The loss of your main also makes room for other classes. I've long loved Mechanologists, but only recently have I started putting in the work to make my own way through the class, rather than cribbing on decklists found online. I'm quite proud of what I've been able to develop in Mechanoid I/O, and have slowly begun making sense of Puffin's lines.
Also long overdue: a thorough exploration of the Wizard class. I never mastered Iyslander, and Kano was beyond me; but after collecting the Wizards of Rosetta, I've been putting in the time to understand Verdance and Oscilio. As it turns out, I love Verdance, and now consider her deck a comfort pick for competitive play.


If my sights were still narrowed in on Azalea, I might not have discovered any of this - or rather, like Iyslander, I'd have had only an inkling toward it, under-explored and undeveloped. There's a lot to be said for being pushed out of your comfort zone.
And once again, I'm the student. I play a deck to learn, rather than to teach. I am acquiring skill, not expressing it. It's a humbling thing to change channels in the FAB Discord and leave behind the authority with which you once spoke. You realize quickly how silo'ed most of us are - who are these people, and whose advice can I trust? Whose decklists are definitive of the class? Who are the innovators here?

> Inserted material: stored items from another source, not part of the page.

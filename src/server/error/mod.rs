//! Error types and HTTP response handling.
//!
//! This module provides the application's error hierarchy and conversion logic for
//! transforming errors into appropriate HTTP responses. The `AppError` enum serves
//! as the top-level error type that wraps domain-specific errors and implements
//! `IntoResponse` for automatic error handling in API endpoints.

pub mod auth;
pub mod config;
pub mod internal;
pub mod validation;

use axum::{
    http::StatusCode,
    response::{IntoResponse, Response},
    Json,
};
use thiserror::Error;

use crate::{
    model::api::ErrorDto,
    server::error::{
        auth::AuthError, config::ConfigError, internal::InternalError,
        validation::ValidationError,
    },
};

/// Top-level application error type.
///
/// Aggregates all possible error types that can occur in the application and provides
/// automatic conversion to HTTP responses. Domain-specific errors like `AuthError` and
/// `ValidationError` handle their own response mapping, while generic variants provide
/// standard HTTP status codes.
#[derive(Error, Debug)]
pub enum AppError {
    /// Configuration error during startup or environment variable loading.
    #[error(transparent)]
    ConfigErr(#[from] ConfigError),

    /// Authentication or authorization error.
    ///
    /// Delegates to `AuthError::into_response()` (401 Unauthorized or 403 Forbidden).
    #[error(transparent)]
    AuthErr(#[from] AuthError),

    /// Request body failed validation.
    ///
    /// Results in 400 Bad Request listing every invalid field.
    #[error(transparent)]
    ValidationErr(#[from] ValidationError),

    /// Internal invariant violated.
    #[error(transparent)]
    InternalErr(#[from] InternalError),

    /// Database operation error from SeaORM.
    #[error(transparent)]
    DbErr(#[from] sea_orm::DbErr),

    /// SQLx database driver error, raised by the session store.
    #[error(transparent)]
    SqlxErr(#[from] sea_orm::SqlxError),

    /// Session store operation error.
    #[error(transparent)]
    SessionErr(#[from] tower_sessions::session::Error),

    /// HTTP client construction error.
    #[error(transparent)]
    ReqwestErr(#[from] reqwest::Error),

    /// Cron scheduler error.
    #[error(transparent)]
    SchedulerErr(#[from] tokio_cron_scheduler::JobSchedulerError),

    /// Failure binding or serving the HTTP listener.
    #[error(transparent)]
    IoErr(#[from] std::io::Error),

    /// Resource not found error.
    ///
    /// Results in 404 Not Found with the provided error message.
    #[error("{0}")]
    NotFound(String),

    /// Invalid request error.
    ///
    /// Results in 400 Bad Request with the provided error message.
    #[error("{0}")]
    BadRequest(String),

    /// Request conflicts with the current state of a resource, such as an invalid
    /// status transition or a duplicate record.
    ///
    /// Results in 409 Conflict with the provided error message.
    #[error("{0}")]
    Conflict(String),

    /// Internal server error with custom message.
    ///
    /// Results in 500 Internal Server Error. The provided message is logged
    /// but a generic message is returned to the client.
    #[error("{0}")]
    InternalError(String),
}

/// Converts application errors into HTTP responses.
///
/// # Returns
/// - 400 Bad Request - For `BadRequest` and `ValidationErr`
/// - 401 / 403 - For `AuthErr`, delegated to `AuthError::into_response()`
/// - 404 Not Found - For `NotFound`
/// - 409 Conflict - For `Conflict`
/// - 500 Internal Server Error - For all other error types
impl IntoResponse for AppError {
    fn into_response(self) -> Response {
        match self {
            Self::AuthErr(err) => err.into_response(),
            Self::ValidationErr(err) => err.into_response(),
            Self::NotFound(msg) => (StatusCode::NOT_FOUND, Json(ErrorDto::new(msg))).into_response(),
            Self::BadRequest(msg) => {
                (StatusCode::BAD_REQUEST, Json(ErrorDto::new(msg))).into_response()
            }
            Self::Conflict(msg) => (StatusCode::CONFLICT, Json(ErrorDto::new(msg))).into_response(),
            Self::InternalError(msg) => {
                tracing::error!("Internal error: {}", msg);
                (
                    StatusCode::INTERNAL_SERVER_ERROR,
                    Json(ErrorDto::new("Internal server error")),
                )
                    .into_response()
            }
            err => InternalServerError(err).into_response(),
        }
    }
}

/// Wrapper type for converting any displayable error into a 500 Internal Server Error response.
///
/// Logs the error message and returns a generic "Internal server error" message to the
/// client to avoid leaking implementation details.
pub struct InternalServerError<E>(pub E);

impl<E: std::fmt::Display> IntoResponse for InternalServerError<E> {
    fn into_response(self) -> Response {
        tracing::error!("{}", self.0);

        (
            StatusCode::INTERNAL_SERVER_ERROR,
            Json(ErrorDto::new("Internal server error")),
        )
            .into_response()
    }
}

Perhaps this is the true strength of the Living Legend system: it keeps us learning, keeps us growing. Standing still may feel comfortable, but it also breeds complacency. Rooted in my silo, surrounded by the same subset of the community, my views can stagnate, my allegiances grow rigid. It's time once more to roam, to meet new people and learn from them.
Azalea may be legend now, but I am still living.